Most of them had been dazed and tearful, many of them older women who weren’t suited for sex work but were still trafficked in their own country.

It made Molly happy to think they’d be going home, but at the same time, she hoped they were far away from these warehouses before dawn.

If their crew did their job, they’d take out an entire branch of Kadjic’s drug business.

His cocaine operation would be completely defunct, and since he employed almost all local help, unless Kadjic was willing to move to Colombia, endure the heat and the humidity, and rebuild the machinery—from trafficked workers to hired muscle to actual infrastructure—he was going to have to kiss a third of his profits goodbye.

And thanks to Leon’s shipping business, Hunter, Carl, and Chuck had plans for the shipment of opium from Afghanistan that was another third of Kadjic’s drug empire.

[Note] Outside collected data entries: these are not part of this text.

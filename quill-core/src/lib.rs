//! # Quill Core
//!
//! Core library for Quill, a writing-feedback client for the Gemini API.
//! Provides the analysis prompt, the HTTP transport with retry, recovery of
//! malformed model JSON, normalization into a stable analysis record, and a
//! local development proxy.

pub mod analysis;
pub mod analyzer;
pub mod config;
pub mod credentials;
pub mod debug_cache;
pub mod error;
pub mod prompt;
pub mod proxy;
pub mod recovery;
pub mod transport;

// Re-export commonly used types at the crate root.
pub use analysis::{
    Correction, DetailedFeedback, Grade, NormalizedAnalysis, RawAnalysis, Suggestion, Topic,
    WritingSubmission,
};
pub use analyzer::{WritingAnalyzer, recover_analysis};
pub use config::{QuillConfig, RetryConfig, load_config};
pub use credentials::{CredentialStore, FileCredentialStore, InMemoryCredentialStore};
pub use error::{ConfigError, QuillError, RecoveryError, Result, TransportError};
pub use prompt::build_analysis_prompt;
pub use recovery::{extract_json, recover, repair_json};
pub use transport::{GeminiClient, HttpTransport, ReqwestTransport};
#[cfg(any(test, feature = "test-util"))]
pub use transport::ScriptedTransport;
//! Writing analysis facade.
//!
//! Wires prompt building, transport, and recovery together. Configuration and
//! transport failures surface as errors; anything that goes wrong while
//! recovering the model output becomes a fallback analysis instead.

use crate::analysis::{NormalizedAnalysis, WritingSubmission, fallback, normalize};
use crate::config::{PromptOptions, QuillConfig};
use crate::credentials::CredentialStore;
use crate::debug_cache::RawResponseCache;
use crate::error::Result;
use crate::prompt::build_analysis_prompt;
use crate::recovery::recover;
use crate::transport::GeminiClient;
use std::sync::Arc;
use tracing::{debug, info};

pub struct WritingAnalyzer {
    client: GeminiClient,
    prompt_options: PromptOptions,
    debug_cache: Arc<RawResponseCache>,
}

impl WritingAnalyzer {
    pub fn new(client: GeminiClient, prompt_options: PromptOptions) -> Self {
        Self {
            client,
            prompt_options,
            debug_cache: Arc::new(RawResponseCache::new()),
        }
    }

    /// Analyzer over the real HTTP transport, with the debug mirror from `config`.
    pub fn from_config(config: &QuillConfig, store: &dyn CredentialStore) -> Result<Self> {
        let client = GeminiClient::from_config(config, store)?;
        let cache = match &config.debug.raw_response_path {
            Some(path) => RawResponseCache::with_mirror(path),
            None => RawResponseCache::new(),
        };
        Ok(Self::new(client, config.prompt.clone()).with_debug_cache(Arc::new(cache)))
    }

    pub fn with_debug_cache(mut self, cache: Arc<RawResponseCache>) -> Self {
        self.debug_cache = cache;
        self
    }

    pub fn debug_cache(&self) -> &Arc<RawResponseCache> {
        &self.debug_cache
    }

    pub fn client(&self) -> &GeminiClient {
        &self.client
    }

    /// Analyze a submission end to end.
    pub async fn analyze(&self, submission: &WritingSubmission) -> Result<NormalizedAnalysis> {
        let prompt = build_analysis_prompt(submission, &self.prompt_options);
        debug!(
            topic = %submission.topic.title,
            words = submission.word_count,
            prompt_len = prompt.len(),
            "Starting writing analysis"
        );

        let raw_text = self.client.send(&prompt).await?;
        self.debug_cache.record(&raw_text);

        let analysis = recover_analysis(&raw_text, submission, self.client.model());
        info!(
            grade = %analysis.overall_grade,
            fallback = analysis.is_fallback(),
            "Writing analysis complete"
        );
        Ok(analysis)
    }
}

/// Recover a normalized analysis from raw model text. Never fails.
pub fn recover_analysis(
    raw_text: &str,
    submission: &WritingSubmission,
    api_version: &str,
) -> NormalizedAnalysis {
    match recover(raw_text) {
        Ok(raw) => normalize(&raw, submission, api_version),
        Err(e) => fallback(submission, &e, api_version),
    }
}
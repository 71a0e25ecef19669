//! Recovery of structured JSON from raw model output.
//!
//! The remote model is asked for strict JSON but regularly returns fenced,
//! truncated, or slightly malformed text. Recovery runs in two stages:
//! - [`extract`] locates the intended top-level JSON value in the raw text
//! - [`repair`] parses it, applying loose textual repairs when strict parsing fails

pub mod extract;
pub mod repair;

pub use extract::extract_json;
pub use repair::repair_json;

use crate::analysis::RawAnalysis;
use crate::error::RecoveryError;
use serde_json::Value;
use tracing::debug;

/// Run extraction and repair, requiring an object at the top level.
pub fn recover(raw: &str) -> Result<RawAnalysis, RecoveryError> {
    let json_text = extract_json(raw).ok_or(RecoveryError::ExtractionFailed)?;
    debug!(len = json_text.len(), "Attempting to parse extracted JSON");

    let value = repair_json(&json_text)?;
    match value {
        Value::Object(_) => {
            let raw = RawAnalysis::new(value);
            debug!(keys = ?raw.keys(), "Recovered analysis object");
            Ok(raw)
        }
        other => Err(RecoveryError::NotAnObject {
            kind: json_kind(&other).to_string(),
        }),
    }
}

fn json_kind(value: &Value) -> &'static str {
    match value {
        Value::Null => "null",
        Value::Bool(_) => "boolean",
        Value::Number(_) => "number",
        Value::String(_) => "string",
        Value::Array(_) => "array",
        Value::Object(_) => "object",
    }
}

And once those were up in flames, they had a list of suppliers to send Nick, Josh’s friend in the police department, who could take advantage of Kadjic’s distraction and take out his meth distribution system entirely.

And when Molly and Grace had been on their way to Colombia, they’d gotten word from Julia that Kadjic’s last known location had been Paris.

It was going according to plan—they were sending doppelg?ngers of each other across the globe until Kadjic was sure Lightfingers had accomplices everywhere, but he couldn’t find them anywhere.

Stirling, still in Europe and doing the research with Danny while the rest of them did the jobs, was currently ferreting out Kadjic’s human trafficking operation in Czechia, while Danny put the finishing touches on the Lightfingers caper that would bring Kadjic to them in Prague just in time to see the destruction of the third branch of his empire.

It was a dangerous operation, but the ultimate goal was to lure Kadjic into the open in such a state of mind that he finally led them to his own den, where his most prized stolen art pieces resided.

And once he was there, nail him to the legal wall.

Daring? Yes.

Risky? Oh, definitely.

But Molly loved daring and risky—and she was having the time of her life.

Except for this whole cocaine everywhere thing.

While not as foolhardy as Grace, Molly had experimented with illicit drugs as a teenager.

She’d been lucky. Her foster mother had called her on it almost immediately and had said all the right things: Molly was smart and beautiful and most importantly, loved, and adolescence may have hurt (because it always hurt), and Molly—abandoned as a toddler and in the foster system until she was eleven and Stirling was ten, had baggage that even her lovely foster parents couldn’t lift—shouldn’t risk throwing away the good things no matter how painful the bad.

Molly may still have gone Grace’s way, which had almost killed him, except for Stirling, who had overheard Stella’s conversation and stalked into her room after Stella had left.

Then he’d called her a selfish fuckheaded asswipe.

And then he’d cried.

And boom, Molly didn’t have a drug problem anymore.

But she still remembered cocaine, because that had been the most fun. It had let her dance all night and get good grades and keep up with Josh and Grace and Stirling, who all seemed to have metabolisms of pure rocket fuel.